## [Prompt]
All lines from the one containing "without it if no" through the end of the data below are to be transcribed exactly. Leave out the rest.

## [Data to examine]
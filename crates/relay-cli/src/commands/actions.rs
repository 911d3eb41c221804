//! `relay actions` - print the action catalog.

use relay_core::Service;
use relay_core::action::catalog;
use std::io::Write;

pub fn list(out: &mut impl Write) -> std::io::Result<()> {
    let catalog = catalog();
    for service in [Service::Mail, Service::Calendar, Service::Drive] {
        writeln!(out, "{}:", service)?;
        for spec in catalog.iter().filter(|s| s.service == service) {
            writeln!(out, "  {:<18} {}", spec.name, spec.parameters)?;
        }
        writeln!(out)?;
    }
    Ok(())
}
//! `relay run <file>` - dispatch an intent read from disk, no language model
//! involved.

use anyhow::{Context, Result};
use relay_core::{Intent, RelayConfig};
use relay_runtime::Summarizer;
use std::fs;
use std::path::Path;
use std::sync::Arc;
use tracing::{debug, info};

/// Read an intent from a `.json`, `.yaml` or `.yml` file.
pub fn read_intent(path: &Path) -> Result<Intent> {
    let raw = fs::read_to_string(path)
        .with_context(|| format!("Failed to read intent file: {}", path.display()))?;

    let is_yaml = path
        .extension()
        .map(|e| e == "yaml" || e == "yml")
        .unwrap_or(false);
    if is_yaml {
        serde_yaml::from_str(&raw).with_context(|| format!("Invalid intent YAML in {}", path.display()))
    } else {
        serde_json::from_str(&raw).with_context(|| format!("Invalid intent JSON in {}", path.display()))
    }
}

pub async fn run(config: &RelayConfig, path: &Path) -> Result<()> {
    let intent = read_intent(path)?;

    // Summarization is the only use of the model here; run without it if no
    // key is set.
    let summarizer: Option<Arc<dyn Summarizer>> = match super::planner(config) {
        Ok(planner) => Some(planner as Arc<dyn Summarizer>),
        Err(e) => {
            debug!(error = %e, "summarizer unavailable");
            None
        }
    };

    let mut dispatcher = super::dispatcher(config, summarizer)?;
    let summary = dispatcher.dispatch(&intent).await?;
    info!(
        batch_id = %summary.batch_id,
        succeeded = summary.succeeded,
        failed = summary.failed,
        "run complete"
    );
    Ok(())
}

## [Answer for the task]
    // Summarization is the only use of the model here; run without it if no
    // key is set.
    let summarizer: Option<Arc<dyn Summarizer>> = match super::planner(config) {
        Ok(planner) => Some(planner as Arc<dyn Summarizer>),
        Err(e) => {
            debug!(error = %e, "summarizer unavailable");
            None
        }
    };

    let mut dispatcher = super::dispatcher(config, summarizer)?;
    let summary = dispatcher.dispatch(&intent).await?;
    info!(
        batch_id = %summary.batch_id,
        succeeded = summary.succeeded,
        failed = summary.failed,
        "run complete"
    );
    Ok(())
}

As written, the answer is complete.